Kansas sportsbooks likely will accept a variety of types of bets, including:
- Moneyline — a “straight up” bet on one side to win, disregarding any point spreads.
- Spread — a bet that factors in the point spread, meaning if the Kansas Jayhawks are a 6.5-point favorite and you bet on Kansas -6.5, they need to win by more than 6.5 points (i.e., seven or more) in order to win your bet.
- Total — a bet on whether the total points scored by both sides will go over or under a line the sportsbook has set (an “over/under” bet).
- Parlay — a single wager involving multiple bets or “legs,” each of which has to be correct in order for the parlay to win.
- Round robin — a type of parlay bet that still pays out a partial amount if you lose one or more “legs” of the bet.
- Teaser — another type of parlay bet in which the bettor gets to alter or “tease” the spreads or totals for one or more of the contests in the parlay.
- Prop — a bet on an outcome unrelated to the game’s result, such as on how many points a particular player will score in the game; such “proposition bets” can be on a player or team (“player props” and “team props”).
- Futures — a bet on some event that will be settled at a future date, such as which player will win an MVP award or which team will win a championship.
- In game betting — a bet on a particular play or result within an ongoing game, also called “live betting”; such bets can be on the outcome of the following play; they can also be moneyline, spread or totals bets on the entire game, with the odds for each changing as the game progresses.
What is the minimum age for sports betting in Kansas?
In Kansas, the minimum age to gamble in a casino is 21 years old. However, the minimum to purchase a lottery ticket is 18 years old. Sports betting legislation discussed to this point generally treats sports betting as an extension of the lottery. That said, the state’s four commercial casinos will likely host retail sportsbooks.
It remains to be seen what the minimum legal age will be once Kansas legalizes sports betting.
How do I deposit money into an online sports betting account?
Kansas sports betting is not legal yet. Kansas is considering online options for sports bettors, which would give them the ability to place wagers via a web-based browser or mobile app. Should online sportsbooks launch, there will be a variety of ways available both to deposit into accounts and withdraw funds.
Typically online sportsbooks allow some or all of these banking options:
- Credit and debit cards
- Prepaid cards
- Check or money order
- Bank wire transfer and e-checks/ACH
- Payment processors (e.g., PayPal, Skrill, Neteller)
Depositing or withdrawing cash usually means visiting the cashier cage at the retail location associated with the sportsbook. In Kansas, that would likely mean visiting one of the casinos or other locations offering sports betting.
Note that usually there are more options for depositing than there are for withdrawing. When first depositing, it is worth looking at the withdrawal methods available beforehand. Often it is preferable to deposit using a method that is also available for withdrawing (e.g., e-checks/ACH, PayPal).
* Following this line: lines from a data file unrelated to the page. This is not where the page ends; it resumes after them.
impl GarbageCollector {
    /// A collector without any caches, which never collects anything
    #[must_use]
    pub fn new(client: Arc<dyn Client>) -> Self {
        Self {
            client,
            stores: AHashMap::new(),
            leader: None,
        }
    }

    /// Consult and sweep the cache of `kind`
    #[must_use]
    pub fn with_store(mut self, kind: &str, store: Store) -> Self {
        self.stores.insert(kind.to_string(), store);
        self
    }

    /// Only delete while `leader` reports leadership
    #[must_use]
    pub fn with_leader(mut self, leader: watch::Receiver<LeaderState>) -> Self {
        self.leader = Some(leader);
        self
    }

    fn is_leading(&self) -> bool {
        self.leader.as_ref().is_none_or(|rx| rx.borrow().is_leader())
    }

    /// Resolve `owner` as referenced from a dependent in `namespace`
    ///
    /// Owners of kinds without a cache, or whose cache has not been filled yet, count as live.
    #[must_use]
    pub fn owner_status(&self, namespace: Option<&str>, owner: &OwnerReference) -> OwnerStatus {
        let Some(store) = self.stores.get(&owner.kind) else {
            return OwnerStatus::Live;
        };
        if !store.is_ready() {
            return OwnerStatus::Live;
        }
        match store.get(&ObjectRef::from_owner_ref(namespace, owner)) {
            // a different uid is a newer object reusing the name
            Some(obj) if obj.uid().as_deref() == Some(owner.uid.as_str()) => {
                if obj.is_terminating() {
                    OwnerStatus::Terminating
                } else {
                    OwnerStatus::Live
                }
            }
            _ => OwnerStatus::Absent,
        }
    }

    /// Whether `dependent` may be deleted
    ///
    /// Objects without owner references are never orphans. With a controlling owner, the
    /// dependent is released once that owner is absent or terminating and every other owner
    /// that blocks deletion is absent. Without one, every owner has to be absent.
    #[must_use]
    pub fn is_orphan(&self, dependent: &DynamicObject) -> bool {
        let namespace = dependent.metadata.namespace.as_deref();
        orphaned(dependent, |owner| self.owner_status(namespace, owner))
    }

    /// Resolve `owner` against the store itself rather than the caches
    async fn live_owner_status(
        &self,
        namespace: Option<&str>,
        owner: &OwnerReference,
    ) -> Result<OwnerStatus, ClientError> {
        let current = self.client.get_opt(&owner.kind, namespace, &owner.name).await?;
        Ok(match current {
            Some(obj) if obj.uid().as_deref() == Some(owner.uid.as_str()) => {
                if obj.is_terminating() {
                    OwnerStatus::Terminating
                } else {
                    OwnerStatus::Live
                }
            }
            _ => OwnerStatus::Absent,
        })
    }

    /// Re-judge a cached orphan with fresh reads of its owners
    ///
    /// Owner and dependent caches fill independently, so a dependent can be cached before the
    /// owner that was created ahead of it.
    async fn confirm_orphan(&self, dependent: &DynamicObject) -> Result<bool, ClientError> {
        let namespace = dependent.metadata.namespace.as_deref();
        let mut live = AHashMap::new();
        for owner in dependent.owner_references() {
            live.insert(owner.uid.clone(), self.live_owner_status(namespace, owner).await?);
        }
        Ok(orphaned(dependent, |owner| {
            live.get(&owner.uid).copied().unwrap_or(OwnerStatus::Live)
        }))
    }

    /// Delete `dependent` if it is an orphan, returning whether a deletion was requested
    ///
    /// Dependents that are already terminating are left to their own finalizers.
    ///
    /// # Errors
    ///
    /// Passes store failures through, except NotFound which means someone else was faster.
    pub async fn check(&self, dependent: &DynamicObject) -> Result<bool, ClientError> {
        if dependent.is_terminating() || !self.is_orphan(dependent) {
            return Ok(false);
        }
        let name = dependent.name_any();
        if !self.confirm_orphan(dependent).await? {
            debug!(kind = dependent.kind(), name = %name, "owner is alive in the store, cache is behind");
            return Ok(false);
        }
        match self
            .client
            .delete(dependent.kind(), dependent.metadata.namespace.as_deref(), &name)
            .await
        {
            Ok(outcome) => {
                let purged = matches!(outcome, DeleteOutcome::Purged(_));
                info!(kind = dependent.kind(), name = %name, purged, "collected orphaned dependent");
                Ok(true)
            }
            Err(err) if err.is_not_found() => Ok(false),
            Err(err) => Err(err),
        }
    }

    /// Check every cached dependent of `owner`
    ///
    /// # Errors
    ///
    /// Returns the last store failure, after attempting every dependent.
    pub async fn check_related(&self, owner: &DynamicObject) -> Result<usize, ClientError> {
        let Some(uid) = owner.uid() else { return Ok(0) };
        let dependents = self
            .stores
            .values()
            .flat_map(|store| store.by_index(OWNER_UID_INDEX, &uid))
            .collect::<Vec<_>>();
        self.check_all(dependents).await
    }

    /// Check every object in every cache, returning how many deletions were requested
    ///
    /// # Errors
    ///
    /// Returns the last store failure, after attempting every object.
    pub async fn sweep(&self) -> Result<usize, ClientError> {
        let candidates = self
            .stores
            .values()
            .flat_map(Store::state)
            .filter(|obj| !obj.owner_references().is_empty())
            .collect::<Vec<_>>();
        self.check_all(candidates).await
    }

    async fn check_all(&self, dependents: Vec<Arc<DynamicObject>>) -> Result<usize, ClientError> {
        let mut collected = 0;
        let mut last_err = None;
        for dependent in dependents {
            match self.check(&dependent).await {
                Ok(true) => collected += 1,
                Ok(false) => {}
                Err(err) => {
                    warn!(error = %err, object = %ObjectRef::from_obj(&*dependent), "failed to collect dependent");
                    last_err = Some(err);
                }
            }
        }
        match last_err {
            Some(err) => Err(err),
            None => Ok(collected),
        }
    }

    /// Dependents of `owner` that still block its deletion
    ///
    /// Includes dependents that are terminating but held by their own finalizers. Owners can
    /// keep their cleanup failing while this is non-empty to delete only after their dependents.
    #[must_use]
    pub fn blocking_dependents(&self, owner: &DynamicObject) -> Vec<Arc<DynamicObject>> {
        let Some(uid) = owner.uid() else { return Vec::new() };
        self.stores
            .values()
            .flat_map(|store| store.by_index(OWNER_UID_INDEX, &uid))
            .filter(|dependent| {
                dependent
                    .owner_references()
                    .iter()
                    .any(|o| o.uid == uid && o.block_owner_deletion)
            })
            .collect()
    }

    /// Inspect a changed object: collect it if orphaned, and its dependents if it is going away
    async fn inspect(&self, obj: &DynamicObject) {
        let own_ref = ObjectRef::from_obj(obj);
        let cached = self.stores.get(obj.kind()).and_then(|store| store.get(&own_ref));
        if let Some(current) = &cached {
            if let Err(err) = self.check(current).await {
                warn!(error = %err, object = %own_ref, "failed to collect dependent");
            }
        }
        let gone = cached.as_ref().is_none_or(|current| current.is_terminating());
        if gone {
            if let Err(err) = self.check_related(obj).await {
                warn!(error = %err, owner = %own_ref, "failed to collect dependents");
            }
        }
    }

    /// Collect continuously until `shutdown` fires
    ///
    /// Objects received on `candidates` are inspected right away, and a full [`sweep`](Self::sweep)
    /// runs every `interval`. Nothing is deleted while this collector is not leading.
    pub async fn run(
        self,
        interval: Duration,
        mut candidates: mpsc::Receiver<Arc<DynamicObject>>,
        shutdown: CancellationToken,
    ) {
        for (kind, store) in &self.stores {
            tokio::select! {
                ready = store.wait_until_ready() => if ready.is_err() {
                    warn!(kind, "cache writer went away before the first list");
                },
                () = shutdown.cancelled() => return,
            }
        }
        debug!(kinds = self.stores.len(), "garbage collector started");
        let mut ticker = tokio::time::interval(interval);
        ticker.set_missed_tick_behavior(MissedTickBehavior::Delay);
        let mut candidates_open = true;
        loop {
            tokio::select! {
                () = shutdown.cancelled() => break,
                _ = ticker.tick() => {
                    if self.is_leading() {
                        match self.sweep().await {
                            Ok(collected) => debug!(collected, "sweep complete"),
                            Err(err) => warn!(error = %err, "sweep incomplete"),
                        }
                    }
                }
                candidate = candidates.recv(), if candidates_open => match candidate {
                    Some(obj) if self.is_leading() => self.inspect(&obj).await,
                    Some(_) => {}
                    // only the periodic sweep is left
                    None => candidates_open = false,
                },
            }
        }
        debug!("garbage collector stopped");
    }
}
That makes things easier later on, eliminating the need to establish a second, different method for withdrawing.
Also, when first depositing at an online sportsbook, be certain to check for welcome bonuses, including matching deposit bonuses. These often require entering a bonus code when making that first deposit, so be sure to find out if there are any such offers so you can take advantage.
Who will regulate Kansas sports betting?
The Kansas Lottery will likely oversee sports betting in the state once it becomes legal.